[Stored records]
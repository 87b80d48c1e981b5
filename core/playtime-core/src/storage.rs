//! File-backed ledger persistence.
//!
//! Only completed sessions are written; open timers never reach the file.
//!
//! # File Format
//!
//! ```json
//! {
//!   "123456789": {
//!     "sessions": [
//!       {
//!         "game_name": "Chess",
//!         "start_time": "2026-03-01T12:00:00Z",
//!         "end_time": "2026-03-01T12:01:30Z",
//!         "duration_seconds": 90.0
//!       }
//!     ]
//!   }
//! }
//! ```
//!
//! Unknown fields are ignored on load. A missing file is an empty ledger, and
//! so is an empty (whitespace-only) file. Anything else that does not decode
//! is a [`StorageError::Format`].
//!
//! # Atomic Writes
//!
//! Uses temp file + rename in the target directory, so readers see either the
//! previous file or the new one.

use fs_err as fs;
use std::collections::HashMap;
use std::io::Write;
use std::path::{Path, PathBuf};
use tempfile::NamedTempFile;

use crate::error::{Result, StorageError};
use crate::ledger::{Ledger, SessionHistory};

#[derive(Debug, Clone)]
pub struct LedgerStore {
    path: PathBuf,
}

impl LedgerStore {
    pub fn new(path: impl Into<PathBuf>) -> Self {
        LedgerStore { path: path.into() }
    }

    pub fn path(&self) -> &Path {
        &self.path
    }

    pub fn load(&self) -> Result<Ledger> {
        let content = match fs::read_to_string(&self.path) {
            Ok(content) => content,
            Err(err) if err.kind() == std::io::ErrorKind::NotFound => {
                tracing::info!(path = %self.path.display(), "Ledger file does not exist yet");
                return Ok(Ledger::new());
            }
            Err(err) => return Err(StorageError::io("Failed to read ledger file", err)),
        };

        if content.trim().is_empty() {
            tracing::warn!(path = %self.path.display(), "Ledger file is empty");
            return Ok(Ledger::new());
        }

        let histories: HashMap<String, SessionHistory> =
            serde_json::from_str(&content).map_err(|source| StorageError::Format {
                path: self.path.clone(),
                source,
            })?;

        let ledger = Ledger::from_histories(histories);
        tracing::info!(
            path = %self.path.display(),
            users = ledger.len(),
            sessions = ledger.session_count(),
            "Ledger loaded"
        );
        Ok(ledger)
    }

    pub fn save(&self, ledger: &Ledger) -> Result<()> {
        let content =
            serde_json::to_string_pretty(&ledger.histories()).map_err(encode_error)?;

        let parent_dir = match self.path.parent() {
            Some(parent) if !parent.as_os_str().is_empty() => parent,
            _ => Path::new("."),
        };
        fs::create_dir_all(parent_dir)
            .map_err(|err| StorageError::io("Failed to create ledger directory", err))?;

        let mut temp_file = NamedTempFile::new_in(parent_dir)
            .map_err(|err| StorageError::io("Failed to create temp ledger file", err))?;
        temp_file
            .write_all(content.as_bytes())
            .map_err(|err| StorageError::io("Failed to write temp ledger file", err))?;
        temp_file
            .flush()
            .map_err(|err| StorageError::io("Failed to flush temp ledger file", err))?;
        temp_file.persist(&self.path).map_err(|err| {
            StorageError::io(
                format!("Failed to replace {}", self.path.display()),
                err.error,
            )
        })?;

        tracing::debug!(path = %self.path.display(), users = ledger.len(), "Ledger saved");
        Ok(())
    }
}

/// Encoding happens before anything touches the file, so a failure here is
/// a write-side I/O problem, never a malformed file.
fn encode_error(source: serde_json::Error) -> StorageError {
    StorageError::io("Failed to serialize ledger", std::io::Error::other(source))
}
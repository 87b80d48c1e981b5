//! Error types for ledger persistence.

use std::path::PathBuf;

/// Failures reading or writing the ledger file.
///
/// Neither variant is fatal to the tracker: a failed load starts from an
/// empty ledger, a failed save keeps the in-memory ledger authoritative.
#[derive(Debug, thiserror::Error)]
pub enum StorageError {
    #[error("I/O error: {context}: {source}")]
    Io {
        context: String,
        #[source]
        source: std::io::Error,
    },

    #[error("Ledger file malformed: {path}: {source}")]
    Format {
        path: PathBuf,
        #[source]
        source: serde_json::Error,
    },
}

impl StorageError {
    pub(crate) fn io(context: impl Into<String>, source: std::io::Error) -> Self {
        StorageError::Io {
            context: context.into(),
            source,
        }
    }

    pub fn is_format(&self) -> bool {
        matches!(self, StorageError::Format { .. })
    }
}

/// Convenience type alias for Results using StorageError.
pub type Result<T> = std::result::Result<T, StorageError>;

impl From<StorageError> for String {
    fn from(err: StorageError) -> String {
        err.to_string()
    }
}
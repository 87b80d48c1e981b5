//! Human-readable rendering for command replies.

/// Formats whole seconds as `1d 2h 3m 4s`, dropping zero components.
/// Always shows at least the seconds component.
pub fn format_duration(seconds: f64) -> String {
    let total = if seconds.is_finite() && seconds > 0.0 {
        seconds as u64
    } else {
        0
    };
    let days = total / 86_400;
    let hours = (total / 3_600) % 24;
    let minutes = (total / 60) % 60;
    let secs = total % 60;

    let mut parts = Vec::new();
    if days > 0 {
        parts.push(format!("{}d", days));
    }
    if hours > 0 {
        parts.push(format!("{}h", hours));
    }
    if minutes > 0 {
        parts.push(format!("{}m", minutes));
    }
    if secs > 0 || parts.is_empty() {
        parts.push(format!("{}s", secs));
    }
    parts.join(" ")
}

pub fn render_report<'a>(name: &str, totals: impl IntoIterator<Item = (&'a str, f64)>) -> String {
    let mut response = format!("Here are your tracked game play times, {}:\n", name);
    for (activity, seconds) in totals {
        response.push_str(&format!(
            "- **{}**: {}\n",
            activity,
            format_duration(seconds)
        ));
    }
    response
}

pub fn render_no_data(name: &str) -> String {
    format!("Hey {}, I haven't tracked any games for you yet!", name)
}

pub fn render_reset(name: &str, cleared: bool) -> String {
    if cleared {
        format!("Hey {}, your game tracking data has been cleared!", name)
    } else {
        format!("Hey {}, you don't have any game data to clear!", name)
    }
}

• [WORK ORDER] In the answer, every line above should be retyped exactly.

• [TASK SOLUTION]
repository 87b80d48c1e981b5
filename core/playtime-core/src/storage.rs
//! File-backed ledger persistence.
//!
//! Only completed sessions are written; open timers never reach the file.
//!
//! # File Format
//!
//! ```json
//! {
//!   "123456789": {
//!     "sessions": [
//!       {
//!         "game_name": "Chess",
//!         "start_time": "2026-03-01T12:00:00Z",
//!         "end_time": "2026-03-01T12:01:30Z",
//!         "duration_seconds": 90.0
//!       }
//!     ]
//!   }
//! }
//! ```
//!
//! Unknown fields are ignored on load. A missing file is an empty ledger, and
//! so is an empty (whitespace-only) file. Anything else that does not decode
//! is a [`StorageError::Format`].
//!
//! # Atomic Writes
//!
//! Uses temp file + rename in the target directory, so readers see either the
//! previous file or the new one.

use fs_err as fs;
use std::collections::HashMap;
use std::io::Write;
use std::path::{Path, PathBuf};
use tempfile::NamedTempFile;

use crate::error::{Result, StorageError};
use crate::ledger::{Ledger, SessionHistory};

#[derive(Debug, Clone)]
pub struct LedgerStore {
    path: PathBuf,
}

impl LedgerStore {
    pub fn new(path: impl Into<PathBuf>) -> Self {
        LedgerStore { path: path.into() }
    }

    pub fn path(&self) -> &Path {
        &self.path
    }

    pub fn load(&self) -> Result<Ledger> {
        let content = match fs::read_to_string(&self.path) {
            Ok(content) => content,
            Err(err) if err.kind() == std::io::ErrorKind::NotFound => {
                tracing::info!(path = %self.path.display(), "Ledger file does not exist yet");
                return Ok(Ledger::new());
            }
            Err(err) => return Err(StorageError::io("Failed to read ledger file", err)),
        };

        if content.trim().is_empty() {
            tracing::warn!(path = %self.path.display(), "Ledger file is empty");
            return Ok(Ledger::new());
        }

        let histories: HashMap<String, SessionHistory> =
            serde_json::from_str(&content).map_err(|source| StorageError::Format {
                path: self.path.clone(),
                source,
            })?;

        let ledger = Ledger::from_histories(histories);
        tracing::info!(
            path = %self.path.display(),
            users = ledger.len(),
            sessions = ledger.session_count(),
            "Ledger loaded"
        );
        Ok(ledger)
    }

    pub fn save(&self, ledger: &Ledger) -> Result<()> {
        let content =
            serde_json::to_string_pretty(&ledger.histories()).map_err(encode_error)?;

        let parent_dir = match self.path.parent() {
            Some(parent) if !parent.as_os_str().is_empty() => parent,
            _ => Path::new("."),
        };
        fs::create_dir_all(parent_dir)
            .map_err(|err| StorageError::io("Failed to create ledger directory", err))?;

        let mut temp_file = NamedTempFile::new_in(parent_dir)
            .map_err(|err| StorageError::io("Failed to create temp ledger file", err))?;
        temp_file
            .write_all(content.as_bytes())
            .map_err(|err| StorageError::io("Failed to write temp ledger file", err))?;
        temp_file
            .flush()
            .map_err(|err| StorageError::io("Failed to flush temp ledger file", err))?;
        temp_file.persist(&self.path).map_err(|err| {
            StorageError::io(
                format!("Failed to replace {}", self.path.display()),
                err.error,
            )
        })?;

        tracing::debug!(path = %self.path.display(), users = ledger.len(), "Ledger saved");
        Ok(())
    }
}

/// Encoding happens before anything touches the file, so a failure here is
/// a write-side I/O problem, never a malformed file.
fn encode_error(source: serde_json::Error) -> StorageError {
    StorageError::io("Failed to serialize ledger", std::io::Error::other(source))
}
repository 87b80d48c1e981b5
//! Error types for ledger persistence.

use std::path::PathBuf;

/// Failures reading or writing the ledger file.
///
/// Neither variant is fatal to the tracker: a failed load starts from an
/// empty ledger, a failed save keeps the in-memory ledger authoritative.
#[derive(Debug, thiserror::Error)]
pub enum StorageError {
    #[error("I/O error: {context}: {source}")]
    Io {
        context: String,
        #[source]
        source: std::io::Error,
    },

    #[error("Ledger file malformed: {path}: {source}")]
    Format {
        path: PathBuf,
        #[source]
        source: serde_json::Error,
    },
}

impl StorageError {
    pub(crate) fn io(context: impl Into<String>, source: std::io::Error) -> Self {
        StorageError::Io {
            context: context.into(),
            source,
        }
    }

    pub fn is_format(&self) -> bool {
        matches!(self, StorageError::Format { .. })
    }
}

/// Convenience type alias for Results using StorageError.
pub type Result<T> = std::result::Result<T, StorageError>;

impl From<StorageError> for String {
    fn from(err: StorageError) -> String {
        err.to_string()
    }
}
repository 87b80d48c1e981b5
//! Human-readable rendering for command replies.

/// Formats whole seconds as `1d 2h 3m 4s`, dropping zero components.
/// Always shows at least the seconds component.
pub fn format_duration(seconds: f64) -> String {
    let total = if seconds.is_finite() && seconds > 0.0 {
        seconds as u64
    } else {
        0
    };
    let days = total / 86_400;
    let hours = (total / 3_600) % 24;
    let minutes = (total / 60) % 60;
    let secs = total % 60;

    let mut parts = Vec::new();
    if days > 0 {
        parts.push(format!("{}d", days));
    }
    if hours > 0 {
        parts.push(format!("{}h", hours));
    }
    if minutes > 0 {
        parts.push(format!("{}m", minutes));
    }
    if secs > 0 || parts.is_empty() {
        parts.push(format!("{}s", secs));
    }
    parts.join(" ")
}

pub fn render_report<'a>(name: &str, totals: impl IntoIterator<Item = (&'a str, f64)>) -> String {
    let mut response = format!("Here are your tracked game play times, {}:\n", name);
    for (activity, seconds) in totals {
        response.push_str(&format!(
            "- **{}**: {}\n",
            activity,
            format_duration(seconds)
        ));
    }
    response
}

pub fn render_no_data(name: &str) -> String {
    format!("Hey {}, I haven't tracked any games for you yet!", name)
}

pub fn render_reset(name: &str, cleared: bool) -> String {
    if cleared {
        format!("Hey {}, your game tracking data has been cleared!", name)
    } else {
        format!("Hey {}, you don't have any game data to clear!", name)
    }
}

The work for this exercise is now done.